-------- Provided material

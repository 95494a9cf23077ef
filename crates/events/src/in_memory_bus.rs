//! In-memory event bus for tests/dev and single-process deployments.

use std::sync::{Mutex, mpsc};

use crate::bus::{EventBus, Subscription};

#[derive(Debug)]
pub enum InMemoryBusError {
    /// Publish failed due to internal lock poisoning.
    Poisoned,
}

type Filter<M> = Box<dyn Fn(&M) -> bool + Send>;

struct Subscriber<M> {
    sender: mpsc::Sender<M>,
    filter: Option<Filter<M>>,
}

impl<M: Clone> Subscriber<M> {
    /// Deliver if the filter accepts; `false` once the receiver is gone.
    fn offer(&self, message: &M) -> bool {
        match &self.filter {
            Some(accept) if !accept(message) => true,
            _ => self.sender.send(message.clone()).is_ok(),
        }
    }
}

/// In-memory pub/sub bus.
///
/// - No IO / no async; delivery happens on the publishing thread
/// - Subscribers may filter (e.g. one unit, or only low-stock events)
/// - Subscribers whose receiver was dropped are pruned on publish
pub struct InMemoryEventBus<M> {
    subscribers: Mutex<Vec<Subscriber<M>>>,
}

impl<M> InMemoryEventBus<M> {
    pub fn new() -> Self {
        Self::default()
    }

    /// Subscribers registered and still alive at the last publish.
    pub fn subscriber_count(&self) -> usize {
        self.subscribers.lock().map(|s| s.len()).unwrap_or(0)
    }

    /// Subscribe to the messages `accept` returns `true` for.
    pub fn subscribe_where(&self, accept: impl Fn(&M) -> bool + Send + 'static) -> Subscription<M> {
        self.register(Some(Box::new(accept)))
    }

    fn register(&self, filter: Option<Filter<M>>) -> Subscription<M> {
        let (sender, receiver) = mpsc::channel();

        // A poisoned lock still yields a subscription; it just never receives.
        if let Ok(mut subs) = self.subscribers.lock() {
            subs.push(Subscriber { sender, filter });
        }

        Subscription::new(receiver)
    }
}

impl<M> Default for InMemoryEventBus<M> {
    fn default() -> Self {
        Self {
            subscribers: Mutex::new(Vec::new()),
        }
    }
}

impl<M> core::fmt::Debug for InMemoryEventBus<M> {
    fn fmt(&self, f: &mut core::fmt::Formatter<'_>) -> core::fmt::Result {
        f.debug_struct("InMemoryEventBus")
            .field("subscribers", &self.subscriber_count())
            .finish()
    }
}

impl<M> EventBus<M> for InMemoryEventBus<M>
where
    M: Clone + Send + 'static,
{
    type Error = InMemoryBusError;

    fn publish(&self, message: M) -> Result<(), Self::Error> {
        let mut subs = self.subscribers.lock().map_err(|_| InMemoryBusError::Poisoned)?;
        subs.retain(|s| s.offer(&message));
        Ok(())
    }

    fn subscribe(&self) -> Subscription<M> {
        self.register(None)
    }
}

#[cfg(test)]
mod tests {
    use super::*;

    #[test]
    fn every_subscriber_receives_each_message() {
        let bus = InMemoryEventBus::<u32>::new();
        let a = bus.subscribe();
        let b = bus.subscribe();

        bus.publish(7).unwrap();
        bus.publish(8).unwrap();

        assert_eq!(a.drain(), vec![7, 8]);
        assert_eq!(b.drain(), vec![7, 8]);
    }

    #[test]
    fn filtered_subscribers_only_see_accepted_messages() {
        let bus = InMemoryEventBus::<u32>::new();
        let even = bus.subscribe_where(|n| n % 2 == 0);
        let all = bus.subscribe();

        for n in 1..=4 {
            bus.publish(n).unwrap();
        }

        assert_eq!(even.drain(), vec![2, 4]);
        assert_eq!(all.drain(), vec![1, 2, 3, 4]);
    }

    #[test]
    fn dropped_subscribers_are_pruned() {
        let bus = InMemoryEventBus::<u32>::new();
        let kept = bus.subscribe();
        drop(bus.subscribe());

        bus.publish(1).unwrap();

        assert_eq!(bus.subscriber_count(), 1);
        assert_eq!(kept.try_recv().unwrap(), 1);
    }
}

----------------

## Task prompt:
Return a copy of every line in the records that includes the string "kept".

## Completed exercise:
        let kept = bus.subscribe();
        assert_eq!(kept.try_recv().unwrap(), 1);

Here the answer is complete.